Excuse me while I get up on my soapbox and put my ex-Wellness Center Peer Educator hat on. No matter how many cups of coffee you have, nothing can replace the effect a night of good sleep has on your ability to learn, retain and recall information. Nothing.
Pardon my dramatization, but it seems to be a common conception on this campus that there’s some sort of magic ratio that will give you the same learning potential eight hours of sleep would – such as substituting one cup of coffee for every one hour of missed sleep. We carry mugs covered in all-day-coffee stickers like each one is a merit badge earned from a late night of studying.
Caffeine cannot replace sleep, and I think deep down we realize that. I’ve definitely made it through many lectures fully awake thanks to the cup of black tea in my hand, but the moment they were over, I was unable to recall anything that had happened or had been said.
This zombie-like effect arises out of the science of caffeine; it is an addictive drug that acts on adenosine receptors in the brain. Adenosine accumulates in the brain over the course of the day in accordance with your circadian rhythm and makes you weary. Caffeine binds to adenosine receptors in the brain without producing the same groggy effects adenosine would and prevents actual adenosine from binding to the receptors.

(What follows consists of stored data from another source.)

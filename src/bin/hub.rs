//! The hub binary: accepts agent and operator connections and dispatches
//! proxy commands between them (§4.5, §4.9).

use std::sync::Arc;

use clap::Parser;
use signet::crypto::{CryptoError, TrustRoot, ED25519_PUBLIC_KEY_SIZE};
use signet::hub::{server, Hub};
use signet::transport;
use tracing::{error, info};

#[derive(Parser)]
#[command(name = "signet-hub", version, about = "Signed command-and-control hub")]
struct Args {
    /// Address to listen on for agent and operator connections.
    #[arg(short, long, default_value = "0.0.0.0:4433")]
    listen: String,

    /// Comma-separated hex-encoded Ed25519 public keys trusted as operators
    /// (§4.3 "operator trust root").
    #[arg(short, long)]
    operator_keys: Option<String>,
}

fn parse_trust_root(raw: &str) -> Result<TrustRoot, CryptoError> {
    let mut pinned = Vec::new();
    for entry in raw.split(',').map(str::trim).filter(|s| !s.is_empty()) {
        let bytes = hex::decode(entry).map_err(|_| CryptoError::InvalidPublicKey)?;
        let key: [u8; ED25519_PUBLIC_KEY_SIZE] =
            bytes.try_into().map_err(|_| CryptoError::InvalidPublicKey)?;
        pinned.push(key);
    }
    Ok(TrustRoot::new(pinned))
}

#[tokio::main]
async fn main() {
    tracing_subscriber::fmt()
        .with_env_filter(
            tracing_subscriber::EnvFilter::from_default_env()
                .add_directive("signet=info".parse().unwrap()),
        )
        .init();

    let args = Args::parse();

    let operator_trust = match args.operator_keys.as_deref() {
        Some(raw) => match parse_trust_root(raw) {
            Ok(trust) => trust,
            Err(err) => {
                error!("invalid --operator-keys: {err}");
                return;
            }
        },
        None => {
            info!("no --operator-keys given: no operator will be able to issue signed commands");
            TrustRoot::default()
        }
    };

    let listener = match transport::listen(args.listen.as_str()).await {
        Ok(listener) => listener,
        Err(err) => {
            error!("failed to bind {}: {err}", args.listen);
            return;
        }
    };

    info!("hub listening on {}", args.listen);
    let hub = Arc::new(Hub::new(operator_trust));
    if let Err(err) = server::serve(hub, listener).await {
        error!("server loop exited: {err}");
    }
}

This process activates your body’s fight-or-flight response: the rapid beating heart and sense of anxiety you get after coffee would be the same feeling you would have if you were being chased by a tiger in the wild.

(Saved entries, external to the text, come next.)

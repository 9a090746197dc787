//! Ed25519 keypair generation tool for hub/operator trust roots.
//!
//! Usage:
//!   cargo run --bin signet-keygen -- --name operator-1 --output ./keys/

use clap::Parser;
use signet::Keypair;
use std::fs;
use std::path::PathBuf;

#[derive(Parser)]
#[command(name = "signet-keygen", version, about = "Ed25519 keypair generator")]
struct Args {
    /// Identity name (used only for output filenames).
    #[arg(short, long)]
    name: String,

    /// Output directory for keys.
    #[arg(short, long, default_value = ".")]
    output: PathBuf,
}

fn main() {
    let args = Args::parse();

    let keypair = Keypair::generate();
    let public = keypair.public_key();

    fs::create_dir_all(&args.output).expect("failed to create output directory");

    let secret_path = args.output.join(format!("{}_secret.key", args.name));
    fs::write(&secret_path, keypair.secret_bytes()).expect("failed to write secret key");

    let public_path = args.output.join(format!("{}_public.key", args.name));
    fs::write(&public_path, public).expect("failed to write public key");

    println!("Identity: {}", args.name);
    println!("Secret key saved to: {} (keep private)", secret_path.display());
    println!("Public key saved to: {}", public_path.display());
    println!("Public key (hex): {}", hex::encode(public));

    let test_message = b"signet keygen self-test";
    let signature = keypair.sign(test_message);
    match signet::crypto::verify_one(&public, test_message, &signature) {
        Ok(()) => println!("Signature self-test: PASSED"),
        Err(err) => {
            eprintln!("Signature self-test: FAILED ({err})");
            std::process::exit(1);
        }
    }

    println!();
    println!("Add the public key above to the peer's compiled-in trust root.");
}
//! The hub dispatch core (§4.5): agent registry, command log, and the
//! per-connection session workers that tie them to the wire protocol.

pub mod commandlog;
pub mod registry;
pub mod server;
pub mod session_worker;

pub use commandlog::{CommandLog, CommandRecord};
pub use registry::{AgentRecord, AgentRegistry, RegistryError};

use crate::crypto::TrustRoot;

/// Shared hub state handed to every session worker and periodic GC task.
#[derive(Default)]
pub struct Hub {
    pub registry: AgentRegistry,
    pub commands: CommandLog,
    /// Pinned public keys the hub accepts signed operator requests from
    /// (§4.3).
    pub operator_trust: TrustRoot,
}

impl Hub {
    pub fn new(operator_trust: TrustRoot) -> Self {
        Self {
            registry: AgentRegistry::new(),
            commands: CommandLog::new(),
            operator_trust,
        }
    }
}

In short, caffeine increases arousal by acting on your fight-or-flight response. Astrid Nehlig published a review article in the Journal of Alzheimer’s Disease confirming this fact. Nehlig also said that caffeine – in moderate doses – can increase concentration and elevate mood. As much as I hate to admit it, caffeine can also help learning in situations of decreased arousal: So if you didn’t sleep much one night and need to learn the next day, coffee is not a bad idea.
However, Nehlig notes that in higher quantities, caffeine increases blood pressure and heart rate to a maladaptive level. Caffeine also prevents you from using new information and storing new memories. This means that what you read or learn is likely to slip right out of your brain within the day.
The other factor that plays into memory, and thus into learning as well, is the sleep cycle. Ruth Bolstad, Academic Strategist and Consulting Coordinator for the Academic Support Center, explained that part of the sleep cycle is spent re-creating the chemicals needed for learning. Interrupting that process or not letting it come to completion leaves our ability to learn incomplete.
Not sleeping also makes us tired, obviously, so we equate these two processes as one and the same. That’s why we think drinking coffee will allow us to learn better. In reality, coffee does nothing to restore those chemicals that help us to retain or process information, and this caffeinated crutch we often lean on actively hinders the learning process. In the big picture, this means we have to alter our sleep habits in order to achieve our highest academic performance.
Just as an added caveat, in a sleep study published in the College Student Journal, William E. Kelly studied students who consistently got eight hours of sleep and compared them to students who usually got six. Stanford did a study where they paid students to get an hour more of sleep a night, no matter what they averaged before.
What did these researchers find? Students who got more sleep had higher GPAs in both instances. Just think: increasing your GPA could be as easy as just going to bed.